__INSTRUCTIONS FOR THE TASK__.
Among the records below, which lines contain the string "count"? Report them.

● ● ●

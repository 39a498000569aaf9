#![doc = include_str!("../README.md")]

pub mod client;
pub mod common;
pub mod server;
use core::ops::Range;
use pricepool::PricingRequest;
use rand::Rng;

pub const PRICE_RANGE: Range<f64> = 10.0..1000.0;
pub const TAX_RATE_RANGE: Range<f64> = 0.05..2.0;

/// Generates `count` example records with ids `ID-1..=ID-count`, prices drawn
/// uniformly from [`PRICE_RANGE`] and tax rates from [`TAX_RATE_RANGE`].
pub fn generate_records<R: Rng>(count: usize, rng: &mut R) -> Vec<PricingRequest> {
    (1..=count)
        .map(|n| {
            PricingRequest::new(
                format!("ID-{n}"),
                rng.random_range(PRICE_RANGE),
                rng.random_range(TAX_RATE_RANGE),
            )
        })
        .collect()
}

#[cfg(test)]
mod tests {
    use super::*;
    use rand::{SeedableRng, rngs::StdRng};

    #[test]
    fn records_fall_in_range_and_validate() {
        let records = generate_records(500, &mut StdRng::seed_from_u64(1));
        assert_eq!(records.len(), 500);
        assert_eq!(records[0].id, "ID-1");
        assert_eq!(records[499].id, "ID-500");
        for record in &records {
            assert!(PRICE_RANGE.contains(&record.price));
            assert!(TAX_RATE_RANGE.contains(&record.tax_rate));
            record.validate().unwrap();
        }
    }

    #[test]
    fn same_seed_same_records() {
        let a = generate_records(20, &mut StdRng::seed_from_u64(42));
        let b = generate_records(20, &mut StdRng::seed_from_u64(42));
        assert_eq!(a, b);
    }

    #[test]
    fn zero_records() {
        assert!(generate_records(0, &mut StdRng::seed_from_u64(0)).is_empty());
    }
}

● ● ●

__TASK SOLUTION__.
/// Generates `count` example records with ids `ID-1..=ID-count`, prices drawn
pub fn generate_records<R: Rng>(count: usize, rng: &mut R) -> Vec<PricingRequest> {
    (1..=count)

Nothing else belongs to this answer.